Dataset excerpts
*** Block opens ***
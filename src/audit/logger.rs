//! Append-only audit log
//!
//! Each entry is one JSON line (JSONL), flushed as soon as it is written.

use std::fs::{File, OpenOptions};
use std::io::{BufRead, BufReader, Write};
use std::path::PathBuf;

use crate::error::{PlannerError, PlannerResult};

use super::entry::AuditEntry;

/// Writes audit entries to the audit log file
pub struct AuditLogger {
    log_path: PathBuf,
}

impl AuditLogger {
    pub fn new(log_path: PathBuf) -> Self {
        Self { log_path }
    }

    /// Append an entry
    pub fn log(&self, entry: &AuditEntry) -> PlannerResult<()> {
        let json = serde_json::to_string(entry)
            .map_err(|e| PlannerError::Json(format!("Failed to serialize audit entry: {}", e)))?;

        let mut file = OpenOptions::new()
            .create(true)
            .append(true)
            .open(&self.log_path)
            .map_err(|e| PlannerError::Io(format!("Failed to open audit log: {}", e)))?;

        writeln!(file, "{}", json)
            .map_err(|e| PlannerError::Io(format!("Failed to write audit entry: {}", e)))?;

        file.flush()
            .map_err(|e| PlannerError::Io(format!("Failed to flush audit log: {}", e)))?;

        Ok(())
    }

    /// Read all entries, oldest first
    ///
    /// Lines that are not valid entries (a torn final write, manual edits)
    /// are skipped with a warning rather than failing the whole read.
    pub fn read_all(&self) -> PlannerResult<Vec<AuditEntry>> {
        if !self.log_path.exists() {
            return Ok(Vec::new());
        }

        let file = File::open(&self.log_path)
            .map_err(|e| PlannerError::Io(format!("Failed to open audit log: {}", e)))?;

        let mut entries = Vec::new();
        for (line_num, line) in BufReader::new(file).lines().enumerate() {
            let line = line.map_err(|e| {
                PlannerError::Io(format!(
                    "Failed to read audit log line {}: {}",
                    line_num + 1,
                    e
                ))
            })?;

            if line.trim().is_empty() {
                continue;
            }

            match serde_json::from_str::<AuditEntry>(&line) {
                Ok(entry) => entries.push(entry),
                Err(e) => tracing::warn!(
                    line = line_num + 1,
                    error = %e,
                    "skipping unreadable audit entry"
                ),
            }
        }

        Ok(entries)
    }

    /// The most recent `count` entries, oldest first
    pub fn read_recent(&self, count: usize) -> PlannerResult<Vec<AuditEntry>> {
        let mut entries = self.read_all()?;
        let start = entries.len().saturating_sub(count);
        Ok(entries.split_off(start))
    }

    pub fn path(&self) -> &PathBuf {
        &self.log_path
    }
}

#[cfg(test)]
mod tests {
    use super::*;
    use crate::audit::entry::{EntityType, Operation};
    use serde_json::json;
    use tempfile::TempDir;

    fn create_test_logger() -> (AuditLogger, TempDir) {
        let temp_dir = TempDir::new().unwrap();
        let logger = AuditLogger::new(temp_dir.path().join("audit.log"));
        (logger, temp_dir)
    }

    fn item_entry(i: usize) -> AuditEntry {
        AuditEntry::create(
            EntityType::Item,
            format!("item-{}", i),
            Some(format!("Item {}", i)),
            &json!({"index": i}),
        )
    }

    #[test]
    fn test_log_and_read() {
        let (logger, _temp) = create_test_logger();
        logger.log(&item_entry(0)).unwrap();

        let entries = logger.read_all().unwrap();
        assert_eq!(entries.len(), 1);
        assert_eq!(entries[0].operation, Operation::Create);
        assert_eq!(entries[0].entity_type, EntityType::Item);
    }

    #[test]
    fn test_read_recent() {
        let (logger, _temp) = create_test_logger();
        for i in 0..10 {
            logger.log(&item_entry(i)).unwrap();
        }

        let recent = logger.read_recent(3).unwrap();
        let ids: Vec<&str> = recent.iter().map(|e| e.entity_id.as_str()).collect();
        assert_eq!(ids, vec!["item-7", "item-8", "item-9"]);

        assert_eq!(logger.read_recent(50).unwrap().len(), 10);
    }

    #[test]
    fn test_missing_log_is_empty() {
        let (logger, _temp) = create_test_logger();
        assert!(logger.read_all().unwrap().is_empty());
    }

    #[test]
    fn test_garbage_lines_are_skipped() {
        let (logger, _temp) = create_test_logger();
        logger.log(&item_entry(1)).unwrap();
        std::fs::OpenOptions::new()
            .append(true)
            .open(logger.path())
            .and_then(|mut f| writeln!(f, "{{not json"))
            .unwrap();
        logger.log(&item_entry(2)).unwrap();

        assert_eq!(logger.read_all().unwrap().len(), 2);
    }
}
*** Block closes ***
WHAT TO WORK ON: Look above for the line containing "all entries, oldest first" and the line containing "let file = File::open(&self.log_path)". Transcribe both, with the lines between them, exactly.

TASK ANSWER:
    /// Read all entries, oldest first
    ///
    /// Lines that are not valid entries (a torn final write, manual edits)
    /// are skipped with a warning rather than failing the whole read.
    pub fn read_all(&self) -> PlannerResult<Vec<AuditEntry>> {
        if !self.log_path.exists() {
            return Ok(Vec::new());
        }

        let file = File::open(&self.log_path)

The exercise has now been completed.